Mapping better financial health for all
15 April 2019, Blog
The new Money and Pensions Service (MAPS) was launched on 8th April. Craig Rimmer, Policy Lead for Mastertrusts at the PLSA takes a closer look.
How do we get financial health to be taken as seriously as physical and mental health are today? This was the question that was asked by the new Money and Pensions Service (MAPS) at its launch event on Monday 8th April.
Research has shown that physical and mental health conditions are often interlinked with financial wellbeing. Sleep deprivation and general anxiety are two areas which are frequently connected to worries about debt and finances, for instance. Part of the process of tackling any problem is talking it through with someone else. Talking about money and pensions is a start to better financial wellbeing.
MAPS is born out of the merger of the Pensions Advisory Service, Money Advice Service and Pension Wise, and will keep the well-respected helplines, web-chatters and online tools that help people with their pensions today. It is able to act as a sounding board for money and pension worries and solutions.
The PLSA shares goals with the new guidance body in respect of key policy areas, effective member engagement, adequate contributions into pensions and better outcomes in retirement. We welcome that it is maintaining the midlife MOT for the self-employed and ambition to improve pensions saving among women.
In Hitting the Target, we called for MAPS to host the Pensions Dashboard and we are pleased that this will now be the case. A non-commercial Pensions Dashboard can set the standard for other commercial dashboards while guiding savers to getting more value from their pensions and higher retirement incomes.

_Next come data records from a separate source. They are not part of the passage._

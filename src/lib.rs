//! Cross-platform filesystem watcher core.
//!
//! `pathwatch` consolidates many user subscriptions onto as few OS-level watch
//! resources as possible, then demultiplexes and translates the raw events each
//! resource delivers back into a small, cross-platform-consistent set of
//! notifications: `create`, `change`, `delete` and `rename`.
//!
//! ```no_run
//! let subscription = pathwatch::watch("/tmp/some/dir", |event| {
//!     println!("{:?}", event);
//! })?;
//! // ... later
//! subscription.close();
//! # Ok::<(), pathwatch::Error>(())
//! ```
//!
//! # Architecture
//!
//! Five layers, leaves first: a [`backend::Backend`] per platform delivers raw
//! events to a [`native::NativeWatcher`], which fans them out to every
//! [`Subscription`] bound to it. The [`registry`] module decides which directory
//! each subscription's native watcher actually watches — reusing, consolidating or
//! splitting as subscriptions come and go — and [`translate`] turns each raw event
//! into the public [`PublicEvent`] (or nothing) a given subscription should see.
//!
//! # Features
//!
//! - `macos_fsevent`, enabled by default: FSEvents backend on macOS.
//! - `serde`: `Serialize`/`Deserialize` on [`PublicEvent`] and [`EventKind`].

pub mod backend;
pub mod config;
pub mod error;
pub mod event;
mod native;
mod registry;
mod subscription;
mod translate;

use std::path::{Path, PathBuf};
use std::sync::atomic::{AtomicBool, AtomicU64, Ordering};
use std::sync::{Arc, Mutex, OnceLock};

pub use config::RegistryConfig;
pub use error::{Error, ErrorKind, Result};
pub use event::{EventKind, PublicEvent};
pub use subscription::Subscription;

use backend::Backend;
use registry::RegistryTree;

struct Manager {
    registry: Mutex<RegistryTree>,
    next_id: AtomicU64,
    closing_all: Arc<AtomicBool>,
}

impl Manager {
    fn new() -> Self {
        let dispatch = native::spawn_dispatch_thread();
        let backend = default_backend();
        let config = RegistryConfig::default();
        Self {
            registry: Mutex::new(RegistryTree::new(config, backend, dispatch)),
            next_id: AtomicU64::new(1),
            closing_all: Arc::new(AtomicBool::new(false)),
        }
    }
}

static MANAGER: OnceLock<Manager> = OnceLock::new();

fn manager() -> &'static Manager {
    MANAGER.get_or_init(Manager::new)
}

#[cfg(all(target_os = "macos", feature = "macos_fsevent"))]
fn default_backend() -> Arc<dyn Backend> {
    Arc::new(backend::fsevent::FsEventBackend::new())
}

#[cfg(target_os = "linux")]
fn default_backend() -> Arc<dyn Backend> {
    match backend::inotify::InotifyBackend::new() {
        Ok(b) => Arc::new(b),
        Err(err) => {
            log::warn!(target: "pathwatch", "inotify backend unavailable ({err}), falling back to polling");
            Arc::new(backend::poll::PollBackend::default())
        }
    }
}

#[cfg(windows)]
fn default_backend() -> Arc<dyn Backend> {
    Arc::new(backend::windows::WindowsBackend::new())
}

#[cfg(not(any(
    all(target_os = "macos", feature = "macos_fsevent"),
    target_os = "linux",
    windows
)))]
fn default_backend() -> Arc<dyn Backend> {
    Arc::new(backend::poll::PollBackend::default())
}

fn detach_fn() -> subscription::DetachFn {
    Arc::new(|path: &Path, id: u64| {
        manager().registry.lock().unwrap().detach(path, id);
    })
}

/// Watch `path` (a file or a directory), invoking `callback` for every subsequent
/// change (§6).
///
/// `path` is canonicalized before use; the call fails with
/// [`ErrorKind::PathNotFound`] if it does not resolve to anything on disk (watching
/// paths that do not yet exist is out of scope — see the crate's design notes).
pub fn watch<F>(path: impl AsRef<Path>, callback: F) -> Result<Subscription>
where
    F: FnMut(PublicEvent) + Send + 'static,
{
    let watched_path = path.as_ref().to_path_buf();
    let canonical = watched_path
        .canonicalize()
        .map_err(|err| Error::from(err).add_path(watched_path.clone()))?;

    let is_watching_parent = canonical.is_file();
    let (normalized_path, target_path) = if is_watching_parent {
        let parent = canonical
            .parent()
            .ok_or_else(|| Error::path_not_found().add_path(canonical.clone()))?
            .to_path_buf();
        (parent, canonical.clone())
    } else {
        (canonical.clone(), canonical.clone())
    };

    let m = manager();
    let id = m.next_id.fetch_add(1, Ordering::Relaxed);

    let subscription = Subscription::new(
        id,
        watched_path,
        normalized_path.clone(),
        target_path,
        normalized_path.clone(),
        is_watching_parent,
        true,
        Box::new(callback),
        detach_fn(),
        Arc::clone(&m.closing_all),
    );

    let observer = subscription.observer();
    let native = m.registry.lock().unwrap().attach(&normalized_path, id, observer)?;
    subscription.bind(native);

    Ok(subscription)
}

/// Stop every live subscription and native watcher, resetting the registry to empty
/// (§6). Safe to call with no watchers active.
pub fn close_all_watchers() {
    let m = manager();
    m.closing_all.store(true, Ordering::SeqCst);
    m.registry.lock().unwrap().reset();
    m.closing_all.store(false, Ordering::SeqCst);
}

/// The set of directories currently watched at the OS level, one per native
/// watcher, deduplicated (§6).
pub fn get_watched_paths() -> Vec<PathBuf> {
    manager().registry.lock().unwrap().watched_paths()
}

/// The number of distinct native watchers currently alive (§6).
pub fn get_native_watcher_count() -> usize {
    manager().registry.lock().unwrap().native_watcher_count()
}

#[cfg(test)]
mod tests {
    use super::*;

    #[test]
    fn watch_nonexistent_path_is_rejected() {
        let err = watch("/this/path/does/not/exist/i/hope", |_| {}).unwrap_err();
        assert!(matches!(err.kind, ErrorKind::PathNotFound));
    }
}
//! The registry tree (§4.1): a path-trie deciding, for every subscription attach or
//! detach, whether to create a native watcher, reuse an ancestor's, relocate
//! descendants under a new common-ancestor watcher, or split a watcher whose primary
//! subscriber just left.
//!
//! Nodes live in a flat arena addressed by [`NodeId`], the way the teacher's
//! consolidation tree in `backend-poll-tree` avoids building `Rc<RefCell<_>>` parent
//! links for a structure that is mutated from a single thread anyway. A node no
//! longer reachable from the root after a consolidation or split is simply left
//! behind in the arena (a tombstone) rather than deallocated.

use std::collections::{HashMap, HashSet};
use std::ffi::OsString;
use std::path::{Path, PathBuf};
use std::sync::Arc;

use crate::backend::Backend;
use crate::config::RegistryConfig;
use crate::error::Result;
use crate::native::{NativeWatcher, Observer};

#[derive(Clone, Copy, PartialEq, Eq, Debug)]
pub(crate) struct NodeId(usize);

struct LeafData {
    native: Arc<NativeWatcher>,
    /// Full canonical paths of subscriptions this leaf serves on behalf of a
    /// descendant directory (never includes the leaf's own path).
    child_paths: HashSet<PathBuf>,
    /// Ids of subscriptions watching this leaf's own path directly (as opposed to
    /// being reused/consolidated onto it via `child_paths`). Narrowing a leaf down
    /// to a single remaining child path is only safe while this is empty — otherwise
    /// the leaf's own subscriber would be left with no native watcher covering it.
    own_ids: HashSet<u64>,
}

struct Node {
    path: PathBuf,
    /// The key this node is registered under in its parent's `children` map; unused
    /// on the root.
    segment: OsString,
    parent: Option<NodeId>,
    children: HashMap<OsString, NodeId>,
    leaf: Option<LeafData>,
}

fn segments(path: &Path) -> Vec<OsString> {
    path.components().map(|c| c.as_os_str().to_os_string()).collect()
}

fn join(segments: &[OsString]) -> PathBuf {
    let mut path = PathBuf::new();
    for segment in segments {
        path.push(segment);
    }
    path
}

struct WalkResult {
    end_node: NodeId,
    end_matched: usize,
    /// The deepest leaf encountered walking from the root toward the target, if any.
    deepest_leaf: Option<(NodeId, usize)>,
}

/// The tree of native watchers backing every active subscription.
pub struct RegistryTree {
    arena: Vec<Node>,
    root: NodeId,
    config: RegistryConfig,
    backend: Arc<dyn Backend>,
    dispatch: crossbeam_channel::Sender<crate::native::DispatchMsg>,
}

impl RegistryTree {
    pub fn new(
        config: RegistryConfig,
        backend: Arc<dyn Backend>,
        dispatch: crossbeam_channel::Sender<crate::native::DispatchMsg>,
    ) -> Self {
        let root = Node {
            path: PathBuf::new(),
            segment: OsString::new(),
            parent: None,
            children: HashMap::new(),
            leaf: None,
        };
        Self { arena: vec![root], root: NodeId(0), config, backend, dispatch }
    }

    /// All directories currently backed by a distinct native watcher.
    pub fn watched_paths(&self) -> Vec<PathBuf> {
        self.arena.iter().filter_map(|n| n.leaf.as_ref().map(|_| n.path.clone())).collect()
    }

    /// The number of distinct native watchers currently alive.
    pub fn native_watcher_count(&self) -> usize {
        self.arena.iter().filter(|n| n.leaf.is_some()).count()
    }

    /// Stop every native watcher and reset the tree to empty.
    pub fn reset(&mut self) {
        for node in &mut self.arena {
            if let Some(leaf) = node.leaf.take() {
                leaf.native.force_stop();
            }
            node.children.clear();
        }
        self.arena.truncate(1);
    }

    fn walk(&self, segs: &[OsString]) -> WalkResult {
        let mut cur = self.root;
        let mut matched = 0;
        let mut deepest_leaf = None;
        loop {
            if self.arena[cur.0].leaf.is_some() {
                deepest_leaf = Some((cur, matched));
            }
            if matched == segs.len() {
                break;
            }
            match self.arena[cur.0].children.get(&segs[matched]) {
                Some(&child) => {
                    cur = child;
                    matched += 1;
                }
                None => break,
            }
        }
        WalkResult { end_node: cur, end_matched: matched, deepest_leaf }
    }

    /// Create any interior nodes missing along `segs` and return the node at the
    /// full path, whatever it currently holds (interior or, if already present,
    /// a pre-existing leaf).
    fn ensure_path(&mut self, segs: &[OsString]) -> NodeId {
        let mut cur = self.root;
        let mut matched = 0;
        while matched < segs.len() {
            let segment = segs[matched].clone();
            let next = self.arena[cur.0].children.get(&segment).copied();
            cur = match next {
                Some(child) => child,
                None => {
                    let id = NodeId(self.arena.len());
                    self.arena.push(Node {
                        path: join(&segs[..=matched]),
                        segment: segment.clone(),
                        parent: Some(cur),
                        children: HashMap::new(),
                        leaf: None,
                    });
                    self.arena[cur.0].children.insert(segment, id);
                    id
                }
            };
            matched += 1;
        }
        cur
    }

    fn collect_leaves(&self, node: NodeId) -> Vec<NodeId> {
        let mut out = Vec::new();
        self.collect_leaves_into(node, &mut out);
        out
    }

    fn collect_leaves_into(&self, node: NodeId, out: &mut Vec<NodeId>) {
        if self.arena[node.0].leaf.is_some() {
            out.push(node);
        }
        let children: Vec<NodeId> = self.arena[node.0].children.values().copied().collect();
        for child in children {
            self.collect_leaves_into(child, out);
        }
    }

    fn collapse_upward(&mut self, mut node: NodeId) {
        loop {
            let (parent, childless, has_leaf) = {
                let n = &self.arena[node.0];
                (n.parent, n.children.is_empty(), n.leaf.is_some())
            };
            if has_leaf || !childless {
                break;
            }
            let Some(parent_id) = parent else { break };
            let segment = self.arena[node.0].segment.clone();
            self.arena[parent_id.0].children.remove(&segment);
            node = parent_id;
        }
    }

    fn new_native(&self, path: PathBuf) -> Arc<NativeWatcher> {
        NativeWatcher::new(path, self.backend.is_recursive(), Arc::clone(&self.backend), self.dispatch.clone())
    }

    /// Attach a new subscription at canonical directory `target`, registering
    /// `observer` under subscriber id `id`. Returns the native watcher the
    /// subscription ends up bound to.
    pub fn attach(&mut self, target: &Path, id: u64, observer: Observer) -> Result<Arc<NativeWatcher>> {
        let segs = segments(target);
        let walk = self.walk(&segs);

        if let Some((leaf_node, leaf_matched)) = walk.deepest_leaf {
            if leaf_matched == segs.len() {
                // `target` is already, exactly, the directory backing this leaf: the
                // same (path, recursive) pair can only ever have one native watcher.
                let native = self.arena[leaf_node.0].leaf.as_ref().unwrap().native.clone();
                native.subscribe(id, observer)?;
                self.arena[leaf_node.0].leaf.as_mut().unwrap().own_ids.insert(id);
                return Ok(native);
            }
            if self.config.reuse_ancestor_watchers() {
                self.arena[leaf_node.0].leaf.as_mut().unwrap().child_paths.insert(target.to_path_buf());
                let native = self.arena[leaf_node.0].leaf.as_ref().unwrap().native.clone();
                if let Err(err) = native.subscribe(id, observer) {
                    self.arena[leaf_node.0].leaf.as_mut().unwrap().child_paths.remove(target);
                    return Err(err);
                }
                return Ok(native);
            }
            return self.create_standalone_leaf(&segs, target, id, observer);
        }

        if walk.end_matched == segs.len() {
            let leaves = self.collect_leaves(walk.end_node);
            if !leaves.is_empty() && self.config.relocate_descendant_watchers() {
                return self.consolidate_children(walk.end_node, target, leaves, id, observer);
            }
            return self.create_standalone_leaf(&segs, target, id, observer);
        }

        let leaves = self.collect_leaves(walk.end_node);
        if leaves.is_empty() || walk.end_node == self.root {
            return self.create_standalone_leaf(&segs, target, id, observer);
        }
        let distance = segs.len() - walk.end_matched;
        if self.config.merge_watchers_with_common_ancestors() && self.config.within_cap(distance) {
            return self.consolidate_common_ancestor(walk.end_node, target, leaves, id, observer);
        }
        self.create_standalone_leaf(&segs, target, id, observer)
    }

    fn create_standalone_leaf(
        &mut self,
        segs: &[OsString],
        target: &Path,
        id: u64,
        observer: Observer,
    ) -> Result<Arc<NativeWatcher>> {
        let node = self.ensure_path(segs);
        let native = self.new_native(target.to_path_buf());
        if let Err(err) = native.subscribe(id, observer) {
            self.collapse_upward(node);
            return Err(err);
        }
        self.arena[node.0].leaf =
            Some(LeafData { native: native.clone(), child_paths: HashSet::new(), own_ids: HashSet::from([id]) });
        Ok(native)
    }

    fn consolidate_children(
        &mut self,
        node: NodeId,
        target: &Path,
        leaves: Vec<NodeId>,
        id: u64,
        observer: Observer,
    ) -> Result<Arc<NativeWatcher>> {
        let new_native = self.new_native(target.to_path_buf());
        new_native.subscribe(id, observer)?;

        let mut child_paths = HashSet::new();
        for leaf in &leaves {
            let old_native = self.arena[leaf.0].leaf.take().unwrap().native;
            old_native.should_detach(Arc::clone(&new_native));
            old_native.force_stop();
            child_paths.insert(self.arena[leaf.0].path.clone());
        }
        self.arena[node.0].children.clear();
        self.arena[node.0].leaf =
            Some(LeafData { native: new_native.clone(), child_paths, own_ids: HashSet::from([id]) });
        Ok(new_native)
    }

    fn consolidate_common_ancestor(
        &mut self,
        ancestor: NodeId,
        target: &Path,
        leaves: Vec<NodeId>,
        id: u64,
        observer: Observer,
    ) -> Result<Arc<NativeWatcher>> {
        let ancestor_path = self.arena[ancestor.0].path.clone();
        let new_native = self.new_native(ancestor_path);
        new_native.subscribe(id, observer)?;

        let mut child_paths = HashSet::new();
        child_paths.insert(target.to_path_buf());
        for leaf in &leaves {
            let old_native = self.arena[leaf.0].leaf.take().unwrap().native;
            old_native.should_detach(Arc::clone(&new_native));
            old_native.force_stop();
            child_paths.insert(self.arena[leaf.0].path.clone());
        }
        self.arena[ancestor.0].children.clear();
        self.arena[ancestor.0].leaf =
            Some(LeafData { native: new_native.clone(), child_paths, own_ids: HashSet::new() });
        Ok(new_native)
    }

    /// Detach subscriber `id` previously attached at `target`.
    pub fn detach(&mut self, target: &Path, id: u64) {
        let segs = segments(target);
        let walk = self.walk(&segs);
        let Some((leaf_node, matched)) = walk.deepest_leaf else { return };

        let native = self.arena[leaf_node.0].leaf.as_ref().unwrap().native.clone();
        native.unsubscribe(id);

        if matched == segs.len() {
            let leaf = self.arena[leaf_node.0].leaf.as_mut().unwrap();
            leaf.own_ids.remove(&id);
            let child_paths = leaf.child_paths.clone();
            if !child_paths.is_empty() {
                self.split_leaf(leaf_node, child_paths);
            } else {
                self.arena[leaf_node.0].leaf = None;
                self.collapse_upward(leaf_node);
            }
        } else {
            let leaf = self.arena[leaf_node.0].leaf.as_mut().unwrap();
            leaf.child_paths.remove(target);
            let remaining = leaf.child_paths.len();
            // Narrowing tears down the leaf's native watcher and broadcasts
            // should-detach to every subscriber on it. That's only safe when nothing
            // still depends on this leaf's own path — otherwise its direct subscriber
            // (e.g. the ancestor `watch()` this leaf's children were reused from) would
            // be left with no native watcher covering it at all.
            if remaining == 1 && self.config.relocate_ancestor_watchers() && leaf.own_ids.is_empty() {
                let only = leaf.child_paths.iter().next().cloned().unwrap();
                self.narrow_leaf(leaf_node, only);
            } else if remaining == 0 && !native.is_running() {
                self.arena[leaf_node.0].leaf = None;
                self.collapse_upward(leaf_node);
            }
        }
    }

    fn split_leaf(&mut self, leaf_node: NodeId, child_paths: HashSet<PathBuf>) {
        let old_native = self.arena[leaf_node.0].leaf.take().unwrap().native;
        for child_path in child_paths {
            let segs = segments(&child_path);
            let node = self.ensure_path(&segs);
            let new_native = self.new_native(child_path);
            old_native.should_detach(Arc::clone(&new_native));
            self.arena[node.0].leaf =
                Some(LeafData { native: new_native, child_paths: HashSet::new(), own_ids: HashSet::new() });
        }
        old_native.force_stop();
        self.collapse_upward(leaf_node);
    }

    fn narrow_leaf(&mut self, leaf_node: NodeId, remaining: PathBuf) {
        let old_native = self.arena[leaf_node.0].leaf.take().unwrap().native;
        let segs = segments(&remaining);
        let node = self.ensure_path(&segs);
        let new_native = self.new_native(remaining);
        old_native.should_detach(Arc::clone(&new_native));
        self.arena[node.0].leaf =
            Some(LeafData { native: new_native, child_paths: HashSet::new(), own_ids: HashSet::new() });
        old_native.force_stop();
    }
}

The Dashboard will ensure savers know exactly what they have saved up in their pensions so far – enabling a start of a conversation about their future income. The next part involves savers knowing what they are trying to achieve in retirement. What sort of lifestyle do savers want to have? Do they want to be able to dine out once a week or enjoy the odd bottle of wine? Where do they want to go on holiday, in the UK, the Continent or further afield? How much money do they need to achieve this? Later this year the PLSA will set out figures corresponding to lifestyles they may want – informed by research with focus groups across the country. We believe this will help people to think about how much they might need to save over time for the type of retirement that would like to enjoy, and understand the future impact of their decisions about pension saving . It provides an alternative approach to replacement rates which are based on people’s current incomes – it focuses on the lifestyle people would like to have, and provides an approach that works for young people at the start of their careers, those self-employed with flexible incomes or generally with the changing pattern of economic activity and the job market.
We all have our part to play in making people more financially capable and the PLSA looks forward to working closely with MAPS in the future to achieve this. If we are all financially healthier, we are likely to have much healthier lives all round.